Did you get any error?
You are asking about raise
s of a client library? If so, no, there were no errors at all, or we didn't log them.
I'll check one more time, and If I found anything - post here.
Did downgrading the client fix the problem or it got fixed automatically after some time?
Yes, downgrading the client fixed the issue. We did it two times, when we deployed 2.1.0
and 2.1.1
- in both cases we downgraded to 2.0.2
and the lag disappeared.
One more detail - we have multiple consumer_groups
but had problem with only one of them
You are asking about raises of a client library? If so, no, there were no errors at all, or we didn't log them. I'll check one more time, and If I found anything - post here.
I was trying to understand if there is some error and you are not getting the messages itself (I don't know what process_messages function do). In this case, the message error field would be populated. Can you check that as well?
Yes, downgrading the client fixed the issue. We did it two times, when we deployed 2.1.0 and 2.1.1 - in both cases we downgraded to 2.0.2 and the lag disappeared.
Got it
One more detail - we have multiple consumer_groups but had problem with only one of them
Are they all reading from the same topic?
(I don't know what process_messages function do)
It's a business logic, we parse the message and update db records. The consumer's code (that posted above) itself is covered by try/except block, and there were no any exceptions 🤷🏻
In this case, the message error field would be populated
We don't look on the error
field indeed.
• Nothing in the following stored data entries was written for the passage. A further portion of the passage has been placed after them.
//! Pose correction, pinhole back-projection, and transform chaining.
//!
//! This crate turns detector measurements into the two transforms published
//! per marker: the camera-relative intermediate frame and, after a transform
//! store round trip, the base-relative frame downstream planners consume.

mod chain;
mod correct;
mod project;
mod store;

pub use chain::{ChainFrames, TransformChainer};
pub use correct::{
    corrected_orientation, corrected_yaw, MOUNT_PITCH, MOUNT_ROLL, YAW_OFFSET,
};
pub use project::project_to_mount_frame;
pub use store::{TransformError, TransformStore};
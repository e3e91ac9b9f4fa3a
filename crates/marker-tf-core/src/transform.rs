//! Named, timestamped rigid transforms and per-marker frame naming.

use std::time::SystemTime;

use nalgebra::{UnitQuaternion, Vector3};
use serde::{Deserialize, Serialize};

/// One rigid-body pose between two named coordinate frames.
///
/// Transforms are independently constructed, handed to the transform store,
/// and never mutated afterwards.
#[derive(Clone, Debug)]
pub struct RigidTransform {
    /// Parent frame name.
    pub parent: String,
    /// Child frame name.
    pub child: String,
    pub stamp: SystemTime,
    pub translation: Vector3<f64>,
    pub rotation: UnitQuaternion<f64>,
}

impl RigidTransform {
    pub fn new(
        parent: impl Into<String>,
        child: impl Into<String>,
        stamp: SystemTime,
        translation: Vector3<f64>,
        rotation: UnitQuaternion<f64>,
    ) -> Self {
        Self {
            parent: parent.into(),
            child: child.into(),
            stamp,
            translation,
            rotation,
        }
    }

    /// Pure-translation transform (identity rotation).
    pub fn from_translation(
        parent: impl Into<String>,
        child: impl Into<String>,
        stamp: SystemTime,
        translation: Vector3<f64>,
    ) -> Self {
        Self::new(parent, child, stamp, translation, UnitQuaternion::identity())
    }
}

/// Quaternion from intrinsic X-Y-Z Euler angles: roll about X first, then
/// pitch about the rotated Y, then yaw about the rotated Z.
pub fn quat_from_euler_xyz(roll: f64, pitch: f64, yaw: f64) -> UnitQuaternion<f64> {
    UnitQuaternion::from_axis_angle(&Vector3::x_axis(), roll)
        * UnitQuaternion::from_axis_angle(&Vector3::y_axis(), pitch)
        * UnitQuaternion::from_axis_angle(&Vector3::z_axis(), yaw)
}

/// Builder for the per-marker frame names downstream consumers match on.
///
/// The names are a contract surface: planners locate objects by exact string
/// match on `<team>_base_<id>`, so the prefix and id rendering must stay
/// stable across releases.
#[derive(Clone, Debug, PartialEq, Eq, Serialize, Deserialize)]
pub struct FrameNaming {
    pub team_prefix: String,
}

impl FrameNaming {
    pub fn new(team_prefix: impl Into<String>) -> Self {
        Self {
            team_prefix: team_prefix.into(),
        }
    }

    /// Camera-relative intermediate frame for a marker id.
    pub fn cam_frame(&self, id: u32) -> String {
        format!("{}_cam_{}", self.team_prefix, id)
    }

    /// Base-relative final frame for a marker id.
    pub fn base_frame(&self, id: u32) -> String {
        format!("{}_base_{}", self.team_prefix, id)
    }
}
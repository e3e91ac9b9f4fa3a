//! Pure 2D geometry helpers for marker quadrilaterals.

use nalgebra::{Point2, Vector2};

/// Area and apparent width of a detected marker quadrilateral.
#[derive(Clone, Copy, Debug, PartialEq)]
pub struct QuadMetrics {
    /// Product of the two adjacent edge lengths, pixels².
    pub area: f64,
    /// Length of the `corners[1] -> corners[2]` edge, pixels.
    pub width: f64,
}

/// Compute area and width of a marker quadrilateral from its four corners.
///
/// The edge `corners[0] -> corners[1]` is taken as the height, the adjacent
/// edge `corners[1] -> corners[2]` as the width, and the area is their
/// product. Corner ordering is the caller's responsibility. A degenerate
/// (collinear or zero-length) quad yields zero area and falls out at the
/// caller's area threshold.
pub fn quad_metrics(corners: &[Point2<f64>; 4]) -> QuadMetrics {
    let height = (corners[0] - corners[1]).norm();
    let width = (corners[1] - corners[2]).norm();
    QuadMetrics {
        area: height * width,
        width,
    }
}

/// Coordinate-wise mean of the four corners.
pub fn quad_center(corners: &[Point2<f64>; 4]) -> Point2<f64> {
    let sum: Vector2<f64> = corners.iter().map(|c| c.coords).sum();
    Point2::from(sum / 4.0)
}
Maybe I can log it and deploy one more time. Good thought, thanks!
Are they all reading from the same topic?
No, different topics.
We don't look on the error field indeed. Maybe I can log it and deploy one more time. Good thought, thanks!
I think this should give us some hint.
Can you also provide debug logs to us by enabling it using "debug"="all"
in the client configuration.
Same thing here. I experience the consumer lag issue with client version 2.1.1, and message error
is not set.
This works fine in version 2.0.2.
Note I am not using a genuine Kafka cluster, but instead Azure Event Hubs for Apache Kafka.
Can you provide steps to reproduce locally?
Can you provide debug logs to us by enabling it using "debug"="all"
in the client configuration?
I will try this when possible.
This may be of interest: I forgot to mention our consumers are continuously using pause
and resume
on partitions to process messages in batches using an arbitrary number of worker threads, while keeping message ordering by partition (our method is inspired by this article).
Looks like there are some consumer fixes on this subject in 2.1.0: https://github.com/confluentinc/librdkafka/releases/tag/v2.1.0...
Can you provide steps to reproduce locally?
Can you provide debug logs to us by enabling it using "debug"="all" in the client configuration?
Still I would like to have some way to reproduce it in my local or your logs.
Same thing here.
If consumer.consume(300000, 60)
consumer work fine ~10 min, else if consumer.consume(100000, 60)
consumer work fine ~2 hours.
After "bug" I got messages in logs like:
cimpl.KafkaException: KafkaError{code=_NO_OFFSET,val=-168,str="Commit failed: Local: No offset stored"}
DEBUG COMMIT [rdkafka#consumer-1] [thrd:main]: OffsetCommit for 2 partition(s) in join-state steady: manual: returned: Local: No offset stored
config:
'auto.offset.reset': 'earliest',
'session.timeout.ms': 60000,
'max.poll.interval.ms': 300000,
'enable.auto.commit': False,
'isolation.level': 'read_committed',
confluent-kafka-python: 2.1.1 / 2.2.0 Kafka: 3.3.2
Apologies, unscientific as I don't have a lot of details, but we have moved from confluent-kafka-python < 2.1.0 to 2.1.0 and 2.2.0. We are seeing single partitions stalling.
For example: in a topic with six partitions and two consumers in the same consumer group; one of the partitions will seemingly 'randomly' stall and may not restart itself for > 12 hours (we normally intervene so have not tried it for longer). We are observing this behaviour anywhere the number of consumers < than the number of partitions. (Its possible it is also happening when there is the same number of consumers as partitions however we have a time-out feature that will automatically restart the consumer and this may be obfuscating the problem).
We are using Python 3.10, confluent-kfakfa-python 2.1.0, and Confluent Cloud.
An example of how this is showing in our monitoring is here:
Each line is a consumer group on the same topic.
In all cases where the lag is increasing, it is due to a single partition in the consumer stalling (I did not check if it was the same one on all consumers). Restarting the consumer or adding a new consumer to the group (I assume triggering a rebalance) solves the stall. This is how all the stalls in the chart above were solved.
NB we are not doing anything 'fancy' with our consumers. These are almost 1:1 from the example documentation, and we are not doing any pausing, manual assignment etc. which might interfere with the consumer group's management.
The error disappeared with confluent-kafka==2.3.0
🤷🏻
The error disappeared with
confluent-kafka==2.3.0
🤷🏻
Hey bro, so it is safe to use confluent-kafka==2.3.0
, right?
@erhosen would it be okay to close this issue if it was resolved with the latest version?
Yes, thank you :)
Hey bro, so it is safe to use confluent-kafka==2.3.0, right?
@dullberry you should definitely try it out!
Still having the problem on 2.3.0
Same problem here, one of the partition randomly stalls. We have 4 partitions and 4 consumers, which all look alive and well.
@mcfriend99 @romainbossut Please try to move to client v2.4.0 as we have fixed many issues. If this doesn't solve the issue, please raise a new issue as the original issue is not happening with v2.3.0 as per the author of the issue.
Closing the issue.